A parlare in primo luogo sono i saldi, le differenze fra i contratti attivi e che s’interrompono. Nelle prime sette settimane dell’anno il dato era confrontabile con quello del 2019 e positivo per 40 mila unità. Nei due mesi successivi il crollo che conosciamo (-27.600) mentre, nello stesso arco di tempo del 2019, la dinamica era positiva per 31.500 unità. Già il 3 maggio si era calcolata in Veneto una perdita di posti di lavoro sul 2019 che sfondava quota 59 mila. La riapertura di molte attività, dal 4 maggio, aveva tuttavia congelato il numero e a fine mese si era osservato con una certa soddisfazione come, per quanto di poco (3.355), le assunzioni fossero state superiori alle cessazioni. I dubbi sulla consistenza del segnale sono stati fugati nelle due settimane successive, che hanno portato a metà giugno ad un saldo positivo per 17.656 unità. In sostanza, in sei settimane si sono recuperati 21 mila posti. Risultato interessante, nonostante Anastasia inviti a non smettere mai di confrontare i numeri con quelli di un anno fa. Quando, nelle stesse settimane, le posizioni di lavoro incrementate in Veneto furono 27 mila. Interpretando lo scenario, ora che quasi tutti i comparti possono teoricamente operare come prima, si può dire che l’andamento di assunzioni e cessazioni stia tornando ad assomigliare a quello di un anno fa.
Ma resta la voragine. Se al 14 giugno il saldo 2020 si è riportato in area positiva per quasi 34 mila unità, un anno fa a quest’ora si stava intorno ai 103.600. E il divario è salito ad oltre 69 mila posti.
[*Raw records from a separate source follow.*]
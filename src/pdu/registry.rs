//! The function-code registry (§4.3): maps a wire function code to a
//! request/response decoder. Every standard code is handled by
//! [`Request::decode`]/[`Response::decode`] directly; this type exists for
//! the genuinely dynamic case — user-registered custom function codes —
//! and for the RTU framer's expected-length prediction.

use std::collections::HashMap;
use std::sync::Arc;

use tracing::debug;

use crate::error::Result;
use crate::pdu::request::{
    FC_GET_COMM_EVENT_COUNTER, FC_GET_COMM_EVENT_LOG, FC_MASK_WRITE_REGISTER, FC_READ_COILS,
    FC_READ_DEVICE_IDENTIFICATION, FC_READ_DISCRETE_INPUTS, FC_READ_EXCEPTION_STATUS,
    FC_READ_FIFO_QUEUE, FC_READ_FILE_RECORD, FC_READ_HOLDING_REGISTERS, FC_READ_INPUT_REGISTERS,
    FC_READ_WRITE_MULTIPLE_REGISTERS, FC_REPORT_SLAVE_ID, FC_WRITE_FILE_RECORD,
    FC_WRITE_MULTIPLE_COILS, FC_WRITE_MULTIPLE_REGISTERS, FC_WRITE_SINGLE_COIL,
    FC_WRITE_SINGLE_REGISTER,
};
use crate::pdu::{Request, Response};

/// How to size an RTU frame before its CRC has even arrived, so the framer
/// can read exactly `size` bytes off the wire (§4.5). Requests and
/// responses have different wire shapes for the same function code (a read
/// request's PDU is a fixed 5 bytes; its response carries a byte count), so
/// [`PduRegistry`] keeps one table per direction and picks the right one
/// off `is_server`.
#[derive(Debug, Clone, Copy, PartialEq, Eq)]
pub enum ResponseSize {
    /// The PDU is always this many bytes (function code + payload).
    Fixed(usize),
    /// Byte `count_offset` of the PDU (0-indexed, so PDU byte 0 is the
    /// function code itself) is a byte count; the PDU is
    /// `count_offset + 1 + count + trailer_len` bytes long.
    ByteCountAt { count_offset: usize, trailer_len: usize },
}

/// Response-side sizing: what a server sends back for each function code.
fn builtin_response_size(function_code: u8) -> Option<ResponseSize> {
    Some(match function_code {
        FC_READ_COILS | FC_READ_DISCRETE_INPUTS | FC_READ_HOLDING_REGISTERS
        | FC_READ_INPUT_REGISTERS => ResponseSize::ByteCountAt { count_offset: 1, trailer_len: 0 },
        FC_WRITE_SINGLE_COIL | FC_WRITE_SINGLE_REGISTER | FC_WRITE_MULTIPLE_COILS
        | FC_WRITE_MULTIPLE_REGISTERS => ResponseSize::Fixed(5),
        FC_READ_EXCEPTION_STATUS => ResponseSize::Fixed(2),
        FC_MASK_WRITE_REGISTER => ResponseSize::Fixed(7),
        FC_REPORT_SLAVE_ID | FC_READ_FILE_RECORD | FC_WRITE_FILE_RECORD
        | FC_READ_DEVICE_IDENTIFICATION => ResponseSize::ByteCountAt { count_offset: 1, trailer_len: 0 },
        FC_READ_FIFO_QUEUE => ResponseSize::ByteCountAt { count_offset: 2, trailer_len: 0 },
        FC_READ_WRITE_MULTIPLE_REGISTERS => {
            ResponseSize::ByteCountAt { count_offset: 1, trailer_len: 0 }
        }
        _ => return None,
    })
}

/// Request-side sizing: what a client sends for each function code. A
/// server's RTU framer needs this table, not the response one — a request
/// and its response rarely share a wire shape (e.g. FC3's request is a
/// fixed 5 bytes; its response carries a byte count).
fn builtin_request_size(function_code: u8) -> Option<ResponseSize> {
    Some(match function_code {
        FC_READ_COILS | FC_READ_DISCRETE_INPUTS | FC_READ_HOLDING_REGISTERS
        | FC_READ_INPUT_REGISTERS => ResponseSize::Fixed(5),
        FC_WRITE_SINGLE_COIL | FC_WRITE_SINGLE_REGISTER => ResponseSize::Fixed(5),
        FC_READ_EXCEPTION_STATUS | FC_GET_COMM_EVENT_COUNTER | FC_GET_COMM_EVENT_LOG
        | FC_REPORT_SLAVE_ID => ResponseSize::Fixed(1),
        FC_WRITE_MULTIPLE_COILS | FC_WRITE_MULTIPLE_REGISTERS => {
            ResponseSize::ByteCountAt { count_offset: 5, trailer_len: 0 }
        }
        FC_MASK_WRITE_REGISTER => ResponseSize::Fixed(7),
        FC_READ_FILE_RECORD | FC_WRITE_FILE_RECORD => {
            ResponseSize::ByteCountAt { count_offset: 1, trailer_len: 0 }
        }
        FC_READ_WRITE_MULTIPLE_REGISTERS => {
            ResponseSize::ByteCountAt { count_offset: 9, trailer_len: 0 }
        }
        FC_READ_FIFO_QUEUE => ResponseSize::Fixed(3),
        FC_READ_DEVICE_IDENTIFICATION => ResponseSize::Fixed(4),
        _ => return None,
    })
}

type RequestDecoder = Arc<dyn Fn(&[u8]) -> Result<Request> + Send + Sync>;
type ResponseDecoder = Arc<dyn Fn(&[u8]) -> Result<Response> + Send + Sync>;

/// A user-registered function code: a pair of decoders plus the size hints
/// the RTU framer needs to predict a request or response frame's length.
#[derive(Clone)]
pub struct CustomCodec {
    pub function_code: u8,
    pub decode_request: RequestDecoder,
    pub decode_response: ResponseDecoder,
    pub request_size: ResponseSize,
    pub response_size: ResponseSize,
}

/// Function-code registry used by both client (response decoding) and
/// server (request decoding) sides — `is_server` only changes which side of
/// [`Request`]/[`Response`] a caller is expected to invoke.
pub struct PduRegistry {
    is_server: bool,
    custom: HashMap<u8, CustomCodec>,
}

impl PduRegistry {
    pub fn new(is_server: bool) -> Self {
        Self { is_server, custom: HashMap::new() }
    }

    pub fn is_server(&self) -> bool {
        self.is_server
    }

    /// Register (or replace) a custom function code. Per §4.3, registration
    /// is append-only and a duplicate silently replaces the prior entry —
    /// logged here rather than silent.
    pub fn register(&mut self, codec: CustomCodec) {
        if self.custom.contains_key(&codec.function_code) {
            debug!(function_code = codec.function_code, "replacing custom PDU registration");
        }
        self.custom.insert(codec.function_code, codec);
    }

    /// Decode a request PDU body. Falls through to the built-in
    /// [`Request::decode`] unless `function_code` was registered custom.
    pub fn decode_request(&self, function_code: u8, bytes: &[u8]) -> Result<Request> {
        if let Some(codec) = self.custom.get(&function_code) {
            return (codec.decode_request)(bytes);
        }
        Request::decode(function_code, bytes)
    }

    /// Decode a response PDU body. Falls through to the built-in
    /// [`Response::decode`] unless `function_code` was registered custom.
    pub fn decode_response(&self, function_code: u8, bytes: &[u8]) -> Result<Response> {
        if let Some(codec) = self.custom.get(&function_code) {
            return (codec.decode_response)(bytes);
        }
        Response::decode(function_code, bytes)
    }

    /// The RTU framer's length hint for a response to `function_code`, used
    /// to read exactly the right number of bytes off a half-duplex link
    /// before validating the trailing CRC (§4.5). Exception responses (high
    /// bit set) are always a 2-byte PDU regardless of the original code.
    pub fn response_size(&self, function_code: u8) -> Option<ResponseSize> {
        if let Some(codec) = self.custom.get(&function_code) {
            return Some(codec.response_size);
        }
        if function_code & 0x80 != 0 {
            return Some(ResponseSize::Fixed(2));
        }
        builtin_response_size(function_code)
    }

    /// The RTU framer's length hint for a *request* carrying
    /// `function_code`. Used instead of [`PduRegistry::response_size`] when
    /// `is_server` is true, since a server's framer is decoding incoming
    /// requests, not responses — the two have different wire shapes for
    /// the same code (§4.5).
    pub fn request_size(&self, function_code: u8) -> Option<ResponseSize> {
        if let Some(codec) = self.custom.get(&function_code) {
            return Some(codec.request_size);
        }
        builtin_request_size(function_code)
    }

    /// The length hint appropriate for whichever side of the wire this
    /// registry was built for: requests when `is_server`, responses
    /// otherwise.
    pub fn frame_size(&self, function_code: u8) -> Option<ResponseSize> {
        if self.is_server {
            self.request_size(function_code)
        } else {
            self.response_size(function_code)
        }
    }
}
In più non bisogna scordare un elemento che «droga» i conti e che disvelerà i suoi effetti a partire dal 17 agosto, quando verrà meno il blocco dei licenziamenti imposto dal governo e si capirà quanti dei posti formalmente attivi esistano solo perché mantenuti in vita dalla cassa integrazione. «Sappiamo che la Cig è stata chiesta e riconosciuta per 250-300 mila lavoratori fa presente l’esperto - anche se non c’è modo di capire con esattezza in che quota sia applicata. Va detto che c’è un graduale rallentamento del suo uso; ma immaginare cosa potrà accadere fra due mesi sarebbe un azzardo. Non sorprenderebbe se i licenziamenti fossero dell’ordine di varie decine di migliaia».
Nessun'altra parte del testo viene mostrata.